//! Shared result and classification types.

mod category;
mod extracted;
mod language;
mod matches;

pub use category::{ErrorCategory, Severity};
pub use extracted::{
    dedup_preserving_order, EnvironmentInfo, ExtractedInfo, StackFrame, StackTrace,
};
pub use language::Language;
pub use matches::{ErrorMatch, MatchSpan};
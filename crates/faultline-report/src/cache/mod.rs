//! Two-level template cache.
//!
//! Level one holds resolved template bodies, level two holds compiled
//! rendering units. Both are keyed by template name with the version
//! embedded in the entry: a lookup with a different version misses and
//! evicts, so version bumps need no key bookkeeping. TTL expiry defends
//! against stale entries if the dependency graph ever misses an edge.

use std::sync::Arc;
use std::time::Duration;

use moka::sync::Cache;
use tracing::trace;

use crate::render::{CompiledReport, ResolvedTemplate};

#[derive(Clone)]
struct Versioned<T> {
    version: u64,
    value: T,
}

pub struct TemplateCache {
    resolved: Cache<String, Versioned<Arc<ResolvedTemplate>>>,
    compiled: Cache<String, Versioned<Arc<CompiledReport>>>,
}

impl TemplateCache {
    pub fn new(capacity: u64, ttl: Duration) -> Self {
        Self {
            resolved: build_cache(capacity, ttl),
            compiled: build_cache(capacity, ttl),
        }
    }

    pub fn get_resolved(&self, name: &str, version: u64) -> Option<Arc<ResolvedTemplate>> {
        lookup(&self.resolved, name, version)
    }

    pub fn put_resolved(&self, name: &str, version: u64, value: Arc<ResolvedTemplate>) {
        self.resolved
            .insert(name.to_string(), Versioned { version, value });
    }

    pub fn get_compiled(&self, name: &str, version: u64) -> Option<Arc<CompiledReport>> {
        lookup(&self.compiled, name, version)
    }

    pub fn put_compiled(&self, name: &str, version: u64, value: Arc<CompiledReport>) {
        self.compiled
            .insert(name.to_string(), Versioned { version, value });
    }

    /// Drop both levels for every name in `names` (a dependents closure,
    /// not just the changed template).
    pub fn invalidate_all<S: AsRef<str>>(&self, names: &[S]) {
        for name in names {
            let name = name.as_ref();
            trace!(name, "invalidating cached template");
            self.resolved.invalidate(name);
            self.compiled.invalidate(name);
        }
    }
}

fn build_cache<T>(capacity: u64, ttl: Duration) -> Cache<String, Versioned<T>>
where
    T: Clone + Send + Sync + 'static,
{
    Cache::builder()
        .max_capacity(capacity)
        .time_to_live(ttl)
        .build()
}

fn lookup<T>(cache: &Cache<String, Versioned<T>>, name: &str, version: u64) -> Option<T>
where
    T: Clone + Send + Sync + 'static,
{
    let entry = cache.get(name)?;
    if entry.version == version {
        Some(entry.value)
    } else {
        cache.invalidate(name);
        None
    }
}
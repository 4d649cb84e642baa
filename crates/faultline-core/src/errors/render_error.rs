//! Rendering errors surfaced to callers.

use super::error_code::{codes, FaultlineErrorCode};
use super::template_error::TemplateError;

#[derive(Debug, thiserror::Error)]
pub enum RenderError {
    #[error(transparent)]
    Template(#[from] TemplateError),

    #[error("failed to render template `{name}`: {message}")]
    Render { name: String, message: String },
}

impl FaultlineErrorCode for RenderError {
    fn error_code(&self) -> &'static str {
        match self {
            Self::Template(inner) => inner.error_code(),
            Self::Render { .. } => codes::RENDER_ERROR,
        }
    }
}
// This Source Code Form is subject to the terms of the Mozilla Public
// License, v. 2.0. If a copy of the MPL was not distributed with this
// file, You can obtain one at https://mozilla.org/MPL/2.0/.

//! # Like Toggle
//!
//! A like button for server-rendered pages. The page ships the markup and the starting
//! count; this crate attaches to it and handles the clicks:
//!
//! * the first click likes: the icon switches to the solid glyph and the count goes up by one,
//! * the next click unlikes: the outline glyph comes back and the count goes down again,
//!
//! and so on for as long as the page stays open. Nothing is persisted or sent anywhere.
//!
//! ### Example
//!
//! ```no_run
//! like_toggle::start!();
//! # fn main() {}
//! ```
//!
//! Elements are found with the selectors in [`Config`], `.like_btn`, `#icon` and `#count`
//! by default:
//!
//! ```no_run
//! use like_toggle::Config;
//!
//! like_toggle::start!(Config::default().button("#post .like").count("#post .likes"));
//! # fn main() {}
//! ```
//!
//! The click logic itself lives in [`LikeToggle`] and draws into any [`Surface`], so it
//! can be driven without a browser.

pub mod config;
pub mod count;
pub mod dom;
pub mod error;
pub mod icon;
pub mod runtime;
pub mod state;
pub mod toggle;

pub use config::{Config, Selectors};
pub use error::{Error, Result};
pub use icon::{icon_for, IconMapping, IconVariant};
pub use state::ToggleState;
pub use toggle::{LikeToggle, Surface};

/// Crate re-exports for the [`start!`] macro internals
pub mod reexport {
    pub use wasm_bindgen;
    pub use web_sys;
}

/// Generate the Wasm start function that binds the like button, optionally with a [`Config`].
#[macro_export]
macro_rules! start {
    () => {
        $crate::start!($crate::Config::default());
    };

    ($config:expr) => {
        use $crate::reexport::wasm_bindgen;

        #[wasm_bindgen::prelude::wasm_bindgen(start)]
        fn like_toggle_main() {
            $crate::runtime::start($config);
        }
    };
}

**Your task:** How many of the lines above include the string "super"? Reply with the number by itself.

**Task solution:** 2